Chandler Loupe, who chairs the Metro Council, said he thinks Marshall “made the correct decision. I intend to proceed with my effort to remove Mr. Honoré and would likewise encourage him to resign.”
Honoré, who filled in as an administrative leader at CATS before Robert Mirabito was hired as interim CEO, disputed Owens’ account that Owens had informed him of McCaleb’s actions.
“When my accusers are accusing me, they need to make sure they know the facts,” Honoré said.
A May 30 email exchange obtained by The Advocate indicates Owens and Honoré had a telephone conversation on that date.
In the May 30 email, Marshall asked Owens, “Gary, Have you talk with Dalton? I don’t want him to be blind sided.”
Owens responded 18 minutes later saying, “I have not, but will call him now.”
Reached for comment by phone, Owens confirmed he had a “20 to 25 minute conversation” with Honoré on May 30 to “bring him up to speed” on the allegations against McCaleb.
Owens declined further comment.
When it was first reported July 18 that McCaleb had misused agency funds, Honoré told The Advocate he was shocked by the news and was hearing it for the first time from a reporter.
He said he recalled a conversation with Owens in which he was only told about “irregularities with the account.”
On Thursday, Honoré maintained that Owens never told him a board member was involved in the alleged misuse of agency funds, and blamed Owens for not being forthcoming with information.
“Why would he not have volunteered the information?” Honoré said. “He failed to volunteer to tell me, and glossed over the details.”
Owens uncovered the improper payments made to McCaleb’s accounts and reported them to the bank and to Marshall and board attorney Creighton Abadie on May 17.

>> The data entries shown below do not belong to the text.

//! Starter-configuration scaffolding.
//!
//! Consuming projects get a `kitter.toml` written into their root on
//! setup. The write is strictly create-only: an existing file is never
//! touched, and both outcomes are success. The caller just reports
//! which one happened.

use std::fs;
use std::path::{Path, PathBuf};

use crate::error::KitterError;

/// Name of the scaffolded configuration file.
pub const CONFIG_FILE_NAME: &str = "kitter.toml";

/// The literal starter file: the fully-populated default configuration.
///
/// Keeping the template in sync with [`KitterConfig::starter`]
/// (`crate::config::KitterConfig::starter`) is covered by a test.
pub const STARTER_CONFIG: &str = r#"# kitter.toml - style overrides for the kitter component library.
#
# Every field is optional; delete anything you do not want to override.
# Class-name fields on layout components are appended after the
# component's built-in classes, so an empty string means "no extra
# classes". The swatch and typography fields replace their built-in
# defaults, shown below.

[styles.documentation]
class_name = ""
max_width = "1000px"

[styles.scroll_to_top]
text_class_name = ""
icon_class_name = ""
icon_color = "black"
text_override = "table of contents"

[styles.page]
class_name = ""
center = false

[styles.page_title]
class_name = ""

[styles.page_description]
class_name = ""

[styles.page_section]
title_class_name = ""

[styles.document_contents]
class_name = ""

[styles.color_swatch]
size = "w-16 h-16"
radius = "rounded-lg"
shadow = "shadow-md"
label_style = "font-mono"
color_code_style = "font-mono text-sm text-fg-light"

[styles.typography]
group_class_name = "w-full"
sample_title = "font-mono text-sm"
sample_computed_styles = "font-mono text-sm text-fg-light"
"#;

/// What a scaffolding run did.
#[derive(Debug, Clone, Copy, PartialEq, Eq)]
pub enum ScaffoldOutcome {
    /// The starter file was written.
    Created,
    /// A configuration file was already present; nothing was touched.
    AlreadyExists,
}

/// Writes the starter `kitter.toml` into `dir` unless one exists.
///
/// Returns which of the two outcomes happened; only an I/O failure is an
/// error.
pub fn scaffold_config(dir: impl AsRef<Path>) -> Result<ScaffoldOutcome, KitterError> {
    let target = config_path(dir.as_ref());

    if target.exists() {
        log::debug!("{} already exists, leaving it untouched", target.display());
        return Ok(ScaffoldOutcome::AlreadyExists);
    }

    fs::write(&target, STARTER_CONFIG)?;
    log::debug!("wrote starter configuration to {}", target.display());
    Ok(ScaffoldOutcome::Created)
}

/// The configuration file path for a project root.
pub fn config_path(dir: &Path) -> PathBuf {
    dir.join(CONFIG_FILE_NAME)
}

Honoré also criticized Owens for not providing him and other board members with information earlier about missing fare box revenues in recent months.
Mirabito, the interim CEO, announced at a news conference Monday that fare box revenues had gone unaccounted for for several months, and that he was investigating the issue. He said he’s trying to determine if it was theft or a software problem.
Owens said he had previously been investigating the situation with former CEO Brian Marshall when they first noticed steep increases of missing funds last year.
“The bigger question today I would have to ask is why wasn’t he (Owens) forthcoming about this incident? Why wasn’t he forthcoming about the shortages of the fare box?” Honoré said, adding that he thought the missing fare box revenue was a “way bigger” issue than the funds alleged to have been misused by McCaleb.
McCaleb resigned after the allegations were brought to light by the media, but has maintained he did nothing wrong.
Mayor Pro Tem Chandler Loupe is seeking Metro Council action to remove both Honoré and Marshall from the CATS board.
Both have said publicly that they will not resign.